1. "Want to hang out?" This question isn't always asked outright, but it can be. More often it's implied in casual last-minute requests to get together, nebulous offers to join a guy among a group of other friends, and late-night booty calls.

"Want to hang out?" isn't asking someone on a date, but women often interpret it that way, because we want to believe we're being pursued, even when it's the most lackadaisical of courtships.

It may sound old-fashioned, but a guy who wants to see you will make plans to do it -- in advance, and more formally than an amorphous offer to orbit each other's persons.

2. "Can I take you out?"
Whether it's out of lust, pity, guilt, boredom, or loneliness, most women have said yes to dates with men that they knew weren't good matches. I once wound up in a two-year relationship with one of those, my instincts overridden by my attraction to the man.

But when we finally broke up, after two painful, heartbreaking years, it was for all the reasons I'd been reluctant to go out with him in the first place: We had major lifestyle, personality, and ideological differences. If I'd paid more attention to my gut instincts at the very beginning, I could have saved myself what turned out to be two years of spinning my wheels.

If your lizard-brain impulses are telling you you're better off not going out with someone, pay attention! It's a lot easier to say "no" to the first date than it is after months or years of a relationship.

3. "Is this good enough?" This is an implicit question, rarely asked directly -- but it comes up early and often in dating in how someone treats you. I once waited nearly an hour for a date to show up. Embarrassing now -- although he did call around 10 minutes late and say he'd overslept.

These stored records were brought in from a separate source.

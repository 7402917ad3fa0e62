//! Preferences persisted as JSON under the XDG state dir, so keep decisions
//! survive across runs.

use std::path::{Path, PathBuf};

use anyhow::{Context, Result};
use async_trait::async_trait;
use tokio::sync::Mutex;

use super::snapshot::PersistedHostPrefs;
use super::{HostPrefs, PreferenceStore};

/// File-backed store. Every call re-reads the file so several processes see
/// each other's writes; writes replace the file atomically.
#[derive(Debug)]
pub struct JsonPreferenceStore {
    path: PathBuf,
    // Serializes read-modify-write cycles within this process.
    lock: Mutex<()>,
}

impl JsonPreferenceStore {
    pub fn new(path: impl Into<PathBuf>) -> Self {
        Self {
            path: path.into(),
            lock: Mutex::new(()),
        }
    }

    /// Default path for the preference file: `~/.local/state/linkscrub/host_prefs.json`.
    pub fn default_path() -> Result<PathBuf> {
        let xdg_dirs = xdg::BaseDirectories::with_prefix("linkscrub")?;
        Ok(xdg_dirs
            .get_state_home()
            .join("linkscrub")
            .join("host_prefs.json"))
    }

    /// Store at the default path.
    pub fn open_default() -> Result<Self> {
        Ok(Self::new(Self::default_path()?))
    }

    pub fn path(&self) -> &Path {
        &self.path
    }

    /// All remembered hosts with their kept names.
    pub async fn list_hosts(&self) -> Result<Vec<(String, Vec<String>)>> {
        let _guard = self.lock.lock().await;
        Ok(self.load().await?.entries())
    }

    /// Forget everything remembered for `host`. Returns true if it had an entry.
    pub async fn clear_host(&self, host: &str) -> Result<bool> {
        let _guard = self.lock.lock().await;
        let mut prefs = self.load().await?;
        let removed = prefs.clear(host);
        if removed {
            self.save(&prefs).await?;
        }
        Ok(removed)
    }

    /// Missing file is an empty table; a corrupt file is replaced by an empty
    /// table on the next write.
    async fn load(&self) -> Result<HostPrefs> {
        let bytes = match tokio::fs::read(&self.path).await {
            Ok(b) => b,
            Err(e) if e.kind() == std::io::ErrorKind::NotFound => return Ok(HostPrefs::new()),
            Err(e) => {
                return Err(e)
                    .with_context(|| format!("read host prefs: {}", self.path.display()))
            }
        };
        match serde_json::from_slice::<PersistedHostPrefs>(&bytes) {
            Ok(snapshot) => Ok(HostPrefs::from(snapshot)),
            Err(e) => {
                tracing::warn!(
                    path = %self.path.display(),
                    error = %e,
                    "host prefs file is corrupt; starting empty"
                );
                Ok(HostPrefs::new())
            }
        }
    }

    async fn save(&self, prefs: &HostPrefs) -> Result<()> {
        if let Some(parent) = self.path.parent() {
            tokio::fs::create_dir_all(parent)
                .await
                .with_context(|| format!("create dir: {}", parent.display()))?;
        }
        let json = serde_json::to_string_pretty(&PersistedHostPrefs::from(prefs))
            .context("serialize host prefs")?;
        let tmp = self.path.with_extension("json.tmp");
        tokio::fs::write(&tmp, json)
            .await
            .with_context(|| format!("write host prefs: {}", tmp.display()))?;
        tokio::fs::rename(&tmp, &self.path)
            .await
            .with_context(|| format!("replace host prefs: {}", self.path.display()))?;
        Ok(())
    }
}

#[async_trait]
impl PreferenceStore for JsonPreferenceStore {
    async fn enabled_params(&self, host: &str) -> Result<Vec<String>> {
        let _guard = self.lock.lock().await;
        let params = self.load().await?.get(host);
        tracing::debug!(host, ?params, "retrieved enabled params");
        Ok(params)
    }

    async fn set_enabled_params(&self, host: &str, params: &[String]) -> Result<()> {
        let _guard = self.lock.lock().await;
        let mut prefs = self.load().await?;
        prefs.set(host, params);
        self.save(&prefs).await?;
        tracing::debug!(host, ?params, "persisted enabled params");
        Ok(())
    }
}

Overslept. For our first date.

I should have left and let him reschedule, but I didn't -- and the entire rest of our short-lived relationship was marked by this same lassitude. We generally lead with the best stuff in our bag of tricks when we're trying to impress someone. So what you get out of the starting gate is either the most someone is capable of, or they aren't trying that hard. Either way, it tells you what you need to know to decide whether they're worth the investment of your time and emotions.

4. "He hasn't called. Should I call/text/stalk him?" The short answer here is no. No, please, I beg you.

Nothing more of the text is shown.